Monday, January 10, 2011

virginia, je t'aime

i received a lot of warning and advice before returning to the states for the holidays. most of it ran in the "be prepared, this will be really hard" vein. and traditionally i tend more towards reverse culture shock, with difficulty re-acclimating to america, so i was prepared to struggle. 
but home was wonderful. i knew i would be returning to france soon, so there was no homesickness for aix, and nothing makes you appreciate the little things about home and america like knowing you only have two weeks out of seven months to soak it in. 
there is a certain caché in popping into the states for the holidays. your presence is rare, and thus, very special. and this goes both ways. we didn't just go out to lunch, we went out to indian-american for the best food ever and who cares that i'm crying and my nose is running because it's so spicy, i'm not going to have it again until may, so i'm going to eat as much of this saag as i can! 
amazing friends traveled to see me (with my little receiving the all-star award).  
i was only home for about two weeks, so there was a type of suspension, i wasn't fully re-immersing myself or starting back up my american life. 
parts of it were hard.
my mom moved out of the house where i largely grew up while i've been in france, so i wasn't going "home" in that sense. i wasn't able to see or spend the time with some people i had been so looking forward to seeing. 
and returning to france was hard. i landed on monday and it was cold and raining in aix. that evening i had a friend over for coffee and i realized once again that this place is hard but it is wonderful and i love it and not everyone can do what i am doing. 
also, it turns out if you burn your hand and complain on your blog about the sad state of your coffee situation, people give you things like a french press, a stove-top espresso maker, and mugs. on that note, i was hit by a smart car while biking a few weeks ago (not a joke), so if anyone wants to spring for a driver, please go right ahead. 
in truth, seeing home, my family, small town virginia, the people i saw and didn't see, from this perspective clarified my love for them. it's the kind of love that cracks your chest open, that in their absence you lay on your bed and listen to bon iver and cry and just ache for a bit. 
but i don't know that i would have seen it clearly had i not gone away. not that absence makes the heart grow fonder (a little phrase i taught my students today), but that absence breeds clarity. absence makes you see what you had, and what you'll still have when you make it home. 

wine law

if i break the cork that means we have to finish the bottle, right? 

Tuesday, January 4, 2011

words

i think a lot about language and words. i could blame it on my job, but the job followed, though perhaps also amplified, my unabashed and somewhat nerdy love of words, languages, and linguistics. tied to those things come the questions of meaning and connecting and feeling and how as humans we attempt to use words as the ends to our communicative means. these are some works i've read that struck this vein in me. there's no real point to this post, just to ponder my favorite things in the world: words. and it just so happens my favorite word is ineffable, the word for that which has no words. 

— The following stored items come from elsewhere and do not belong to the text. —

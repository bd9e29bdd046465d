//! Shared HTTP adapter state.
//!
//! Handlers accept this state via `actix_web::web::Data` so they depend only
//! on the driving ports and stay testable without I/O.

use std::sync::Arc;

use crate::domain::ports::{AccessControl, LocationSharing};

use super::static_files::StaticAssets;

/// Dependency bundle for HTTP handlers.
#[derive(Clone)]
pub struct HttpState {
    /// Authenticates every request.
    pub access: Arc<dyn AccessControl>,
    /// Location, rectangle, and clock use-cases.
    pub sharing: Arc<dyn LocationSharing>,
    /// Fallback responder for unmatched `GET`s.
    pub assets: StaticAssets,
}

impl HttpState {
    /// Bundle the ports with the static responder.
    pub fn new(
        access: Arc<dyn AccessControl>,
        sharing: Arc<dyn LocationSharing>,
        assets: StaticAssets,
    ) -> Self {
        Self {
            access,
            sharing,
            assets,
        }
    }
}
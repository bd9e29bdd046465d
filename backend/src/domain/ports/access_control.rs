//! Driving port for request authentication.
//!
//! Inbound adapters hand over decoded Basic credentials and receive the
//! caller's identity, without knowing how passwords are stored or bound.

use async_trait::async_trait;

use crate::domain::{AuthenticatedUser, BasicCredentials, Error};

/// Domain use-case port for authenticating a request.
#[cfg_attr(test, mockall::automock)]
#[async_trait]
pub trait AccessControl: Send + Sync {
    /// Validate credentials, binding the password on an account's first
    /// login, and return the caller's identity.
    ///
    /// Fails with [`crate::domain::ErrorCode::Unauthorized`] for unknown
    /// users and wrong passwords.
    async fn authenticate(
        &self,
        credentials: &BasicCredentials,
    ) -> Result<AuthenticatedUser, Error>;
}
//! Port for the global rectangle set.

use async_trait::async_trait;

use crate::domain::Rect;

use super::define_port_error;

define_port_error! {
    /// Errors raised by geofence store adapters.
    pub enum GeofenceRepositoryError {
        /// The backing store could not be reached.
        Connection { message: String } => "geofence store connection failed: {message}",
        /// A read or write failed during execution.
        Query { message: String } => "geofence store query failed: {message}",
    }
}

/// Geofence store contract: whole-collection replace and read.
#[cfg_attr(test, mockall::automock)]
#[async_trait]
pub trait GeofenceRepository: Send + Sync {
    /// Replace every rectangle, preserving the given order.
    async fn save_rects(&self, rects: &[Rect]) -> Result<(), GeofenceRepositoryError>;

    /// The current rectangles in stored order; empty when none were saved.
    async fn get_rects(&self) -> Result<Vec<Rect>, GeofenceRepositoryError>;
}
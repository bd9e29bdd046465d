//! `define_port_error!`: declares a port error enum with `thiserror`
//! messages and snake_case constructors taking `impl Into<_>` arguments.

macro_rules! define_port_error {
    (@ctor $variant:ident) => {
        ::paste::paste! {
            pub fn [<$variant:snake>]() -> Self {
                Self::$variant
            }
        }
    };

    (@ctor $variant:ident { $($field:ident : $ty:ty),* $(,)? }) => {
        define_port_error!(@ctor_impl $variant () () $( $field : $ty, )*);
    };

    (@ctor_impl $variant:ident ($($params:tt)*) ($($inits:tt)*) ) => {
        ::paste::paste! {
            pub fn [<$variant:snake>]($($params)*) -> Self {
                Self::$variant { $($inits)* }
            }
        }
    };

    (@ctor_impl $variant:ident ($($params:tt)*) ($($inits:tt)*) $field:ident : $ty:ty, $($rest:tt)*) => {
        define_port_error!(
            @ctor_impl
            $variant
            ($($params)* $field: impl Into<$ty>,)
            ($($inits)* $field: $field.into(),)
            $($rest)*
        );
    };
    (
        $(#[$outer:meta])*
        pub enum $name:ident {
            $(
                $(#[$variant_meta:meta])*
                $variant:ident $( { $($field:ident : $ty:ty),* $(,)? } )? => $message:expr
            ),* $(,)?
        }
    ) => {
        $(#[$outer])*
        #[derive(Debug, Clone, PartialEq, Eq, thiserror::Error)]
        pub enum $name {
            $(
                $(#[$variant_meta])*
                #[error($message)]
                $variant $( { $($field : $ty),* } )?,
            )*
        }

        impl $name {
            $(
                define_port_error!(@ctor $variant $( { $($field : $ty),* } )?);
            )*
        }
    };
}

pub(crate) use define_port_error;
//! Diesel table definitions for the PostgreSQL schema.
//!
//! These must match `backend/migrations` exactly; `diesel print-schema`
//! against a migrated database regenerates them.

diesel::table! {
    /// Provisioned accounts.
    users (username) {
        /// Login name; never contains `:`.
        username -> Text,
        /// Hex SHA-256 digest, or `tbd` until the first login binds one.
        hashed_password -> Text,
        /// Group whose locations the account may read.
        friend_group -> Text,
        /// Provisioning time.
        created_at -> Timestamptz,
    }
}

diesel::table! {
    /// Latest fix per user.
    locations (username) {
        username -> Text,
        /// Copied from the owner's account at publish time.
        friend_group -> Text,
        /// The device payload as received.
        location -> Jsonb,
        updated_at -> Timestamptz,
    }
}

diesel::table! {
    /// The global rectangle set, ordered by `position`.
    geofences (position) {
        position -> Int4,
        name -> Text,
        north -> Float8,
        south -> Float8,
        east -> Float8,
        west -> Float8,
    }
}

diesel::allow_tables_to_appear_in_same_query!(users, locations, geofences);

"Maybe sorry’s the only sound
to offer pointlessly and at random
to each other forever, not because of what it means
but because it means we’re trying to mean,
I am trying to mean more than I did
when I started writing this poem, too soon
people will say, so what. This is what I do.
If I don’t do this I have no face and if I do this
I have an apple for a face or something vital
almost going forward is the direction I am headed.
Come with me from being over here to being over there,
from this second to that second."
      --bob hicok


"SADNESS OF THE INTELLECT: Sadness of being misunderstood [sic]; Humor sadness; Sadness of love wit[hou]t release; Sadne[ss of be]ing smart; Sadness of not knowing enough words to [express what you mean]; Sadness of having options; Sadness of wanting sadness; Sadness of confusion..." 
      --jonathan safran foer


"i love you both and i know i'm drunk but i mean it and i know love is a meaningless word to some but i can't think of another one."


"I distrust the incommunicable; it is the source of all violence."